Usa: passione per l'Italia

L’amore degli Stati Uniti per il made in Italy
non conosce crisi.

1 aprile 2010. - La passione degli Stati Uniti per il made in Italy non conosce crisi, anzi modella sempre di più il gusto americano. Lo sottolinea in una intervista al blog "Emigrazione Detroit" l’Ambasciatore italiano a Washington, Giulio Terzi di Sant’Agata, facendo il punto sulle prospettive dell’export italiano oltreoceano.

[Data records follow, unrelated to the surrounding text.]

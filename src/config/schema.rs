/// Configuration schema and defaults for telemetry-hub.
///
/// Defines the TOML-serializable configuration structure with all sections:
/// `[store]`, `[correlation]`, `[dashboard]`, `[web]`, and `[logging]`.
///
/// Every field has a built-in default. Users only need to set the values
/// they want to override.
use serde::{Deserialize, Serialize};

use crate::telemetry::correlation::DEFAULT_WINDOW_MS;

// ---------------------------------------------------------------------------
// Top-level config
// ---------------------------------------------------------------------------

/// Top-level telemetry-hub configuration.
///
/// Maps directly to `~/.telemetry-hub/config.toml` and `.telemetry-hub.toml`.
#[derive(Debug, Clone, Default, PartialEq, Serialize, Deserialize)]
#[serde(default)]
pub struct HubConfig {
    pub store: StoreConfig,
    pub correlation: CorrelationConfig,
    pub dashboard: DashboardConfig,
    pub web: WebConfig,
    pub logging: LoggingConfig,
}

// ---------------------------------------------------------------------------
// [store]
// ---------------------------------------------------------------------------

/// Where records live and how many are read per refresh.
#[derive(Debug, Clone, PartialEq, Serialize, Deserialize)]
#[serde(default)]
pub struct StoreConfig {
    /// Data directory. Defaults to `~/.telemetry-hub/data` when unset.
    #[serde(skip_serializing_if = "Option::is_none")]
    pub data_dir: Option<String>,
    /// Maximum records read from each table.
    pub read_limit: usize,
}

impl Default for StoreConfig {
    fn default() -> Self {
        Self {
            data_dir: None,
            read_limit: 1000,
        }
    }
}

// ---------------------------------------------------------------------------
// [correlation]
// ---------------------------------------------------------------------------

#[derive(Debug, Clone, PartialEq, Serialize, Deserialize)]
#[serde(default)]
pub struct CorrelationConfig {
    /// Join window either side of a decision (milliseconds, exclusive).
    pub window_ms: i64,
    /// Replace earlier correlations for the same decision instead of
    /// appending a new record on every pass.
    pub dedupe: bool,
}

impl Default for CorrelationConfig {
    fn default() -> Self {
        Self {
            window_ms: DEFAULT_WINDOW_MS,
            dedupe: true,
        }
    }
}

// ---------------------------------------------------------------------------
// [dashboard]
// ---------------------------------------------------------------------------

/// Panel sizes and refresh cadence.
#[derive(Debug, Clone, PartialEq, Serialize, Deserialize)]
#[serde(default)]
pub struct DashboardConfig {
    /// Browser polling interval (seconds).
    pub refresh_secs: u64,
    pub recent_activity: usize,
    pub recent_decisions: usize,
    pub latency_points: usize,
    pub top_tools: usize,
    pub top_agents: usize,
    pub top_reliability: usize,
    /// Rows shown in the filtered call table.
    pub table_rows: usize,
}

impl Default for DashboardConfig {
    fn default() -> Self {
        Self {
            refresh_secs: 30,
            recent_activity: 10,
            recent_decisions: 5,
            latency_points: 20,
            top_tools: 10,
            top_agents: 5,
            top_reliability: 5,
            table_rows: 50,
        }
    }
}

// ---------------------------------------------------------------------------
// [web]
// ---------------------------------------------------------------------------

#[derive(Debug, Clone, PartialEq, Serialize, Deserialize)]
#[serde(default)]
pub struct WebConfig {
    /// Listen address for `telemetry-hub serve`.
    pub addr: String,
    /// Open the dashboard in the default browser on start.
    pub open_browser: bool,
}

impl Default for WebConfig {
    fn default() -> Self {
        Self {
            addr: "127.0.0.1:9747".to_string(),
            open_browser: true,
        }
    }
}

// ---------------------------------------------------------------------------
// [logging]
// ---------------------------------------------------------------------------

/// Log output format.
#[derive(Debug, Clone, Copy, Default, PartialEq, Eq, Serialize, Deserialize)]
#[serde(rename_all = "lowercase")]
pub enum LogFormat {
    #[default]
    Pretty,
    Json,
}

impl std::fmt::Display for LogFormat {
    fn fmt(&self, f: &mut std::fmt::Formatter<'_>) -> std::fmt::Result {
        match self {
            Self::Pretty => write!(f, "pretty"),
            Self::Json => write!(f, "json"),
        }
    }
}

#[derive(Debug, Clone, PartialEq, Serialize, Deserialize)]
#[serde(default)]
pub struct LoggingConfig {
    /// `tracing` filter directive, e.g. `info` or `telemetry_hub=debug`.
    /// `RUST_LOG` takes precedence when set.
    pub level: String,
    pub format: LogFormat,
}

impl Default for LoggingConfig {
    fn default() -> Self {
        Self {
            level: "info".to_string(),
            format: LogFormat::default(),
        }
    }
}

// ---------------------------------------------------------------------------
// Annotated default file
// ---------------------------------------------------------------------------

impl HubConfig {
    /// The commented config written by `telemetry-hub config init`.
    pub fn default_toml() -> &'static str {
        DEFAULT_CONFIG_TOML
    }

    /// Reset values that parse but cannot be used to their defaults.
    ///
    /// Returns one message per value replaced.
    pub fn sanitize(&mut self) -> Vec<String> {
        let mut replaced = Vec::new();
        if self.correlation.window_ms <= 0 {
            let fallback = CorrelationConfig::default().window_ms;
            replaced.push(format!(
                "correlation.window_ms must be positive, got {}; using {fallback}",
                self.correlation.window_ms
            ));
            self.correlation.window_ms = fallback;
        }
        replaced
    }
}

const DEFAULT_CONFIG_TOML: &str = r#"# telemetry-hub configuration
#
# Precedence (highest last): built-in defaults, this file,
# ./.telemetry-hub.toml, TELEMETRY_HUB_* environment variables.

[store]
# data_dir = "/path/to/data"   # default: ~/.telemetry-hub/data
read_limit = 1000

[correlation]
# Calls within this many milliseconds of a decision (either side, exclusive)
# are attributed to it.
window_ms = 60000
# Keep one correlation per decision instead of appending on every pass.
dedupe = true

[dashboard]
refresh_secs = 30
recent_activity = 10
recent_decisions = 5
latency_points = 20
top_tools = 10
top_agents = 5
top_reliability = 5
table_rows = 50

[web]
addr = "127.0.0.1:9747"
open_browser = true

[logging]
level = "info"
format = "pretty"   # pretty | json
"#;

// ---------------------------------------------------------------------------
// Tests
// ---------------------------------------------------------------------------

E ammirando il design italiano della Collezione Farnesina Design, “esattamente l’immagine che attira così tanto l’interesse degli Usa”. Rispetto all’interesse degli Usa verso il made in Italy negli ultimi anni “c’è stata una evoluzione verso il design sofisticato, simbolo della qualità della vita in Italia – spiega Terzi a emigrazionedetroit - Il gusto americano, da anni, coincide con i grandi valori della tradizione culturale italiana, che si esprime attraverso l’arte contemporanea nelle sue forme più alte, come dimostra la richiesta incessante da parte delle istituzioni culturali americane di esposizioni, presenze e manifestazioni della cultura italiana”.

Nonostante la crisi “il made in Italy negli Usa si è confermato in modo brillante, nonostante la recessione economica che ha comportato una certa sofferenza per le nostre esportazioni, anche a causa del rafforzamento dell’euro sul dollaro. Il valore assoluto delle nostre esportazioni continua ad essere la meccanica con le macchine utensili e la componentistica. Parliamo di un business da cinque miliardi di dollari l’anno. Poi ci sono l’agroalimentare, tre miliardi di dollari, la moda e il design (altri cinque miliardi di dollari), settori che hanno risentito della crisi meno di altri, perché sono ormai radicati nel gusto e nella mentalità americana.

E non dimentichiamo la ricerca farmaceutica, la biotecnologia: almeno due miliardi di dollari l’anno. E secondo l’ambasciatore, “in un periodo difficile per i consumi, vi sono comunque delle opportunità di investimento. Quello americano non è un mercato saturo, e ci sono molti Stati in cui c’è tanto da fare per i nostri marchi. E non parlo soltanto di beni di consumo, ma anche di beni strumentali e di contratti per grandi opere.

Del resto, grandi realtà industriali italiane operano già da anni negli Stati Uniti attraverso società americane, conquistandosi fette di mercato nei settori della difesa, dei trasporti, delle infrastrutture e dei servizi. Presenze solide di gruppi come Finmeccanica, Fincantieri, Mediaset, Italcementi, Bracco, Brembo, Pirelli, Ferretti, Eni e Enel, insieme con tante altre grandi e medie aziende. A riforma avvenuta, il Mae del futuro dovrà sempre più promuovere il sistema Italia all’estero, soprattutto attraverso la sua rete diplomatica. “La promozione del sistema Paese con una tecnica di squadra è fondamentale in tutto il mondo, e soprattutto negli Stati Uniti.

La forza attraente dell’economia americana si basa infatti sulla volontà politica di mantenere la leadership mondiale nel campo dell’innovazione. Fare sistema significa anche far capire ai nostri uffici di rappresentanza che se agiscono isolatamente hanno poco peso. Se le informazioni al contrario circolano, una grande struttura come il Mae, associata alla realtà imprenditoriale, può creare una grande massa critica che può competere su tutti i mercati. Non è un discorso nuovo, ma la riorganizzazione del Mae mira a creare un salto di competitività per il sistema Italia.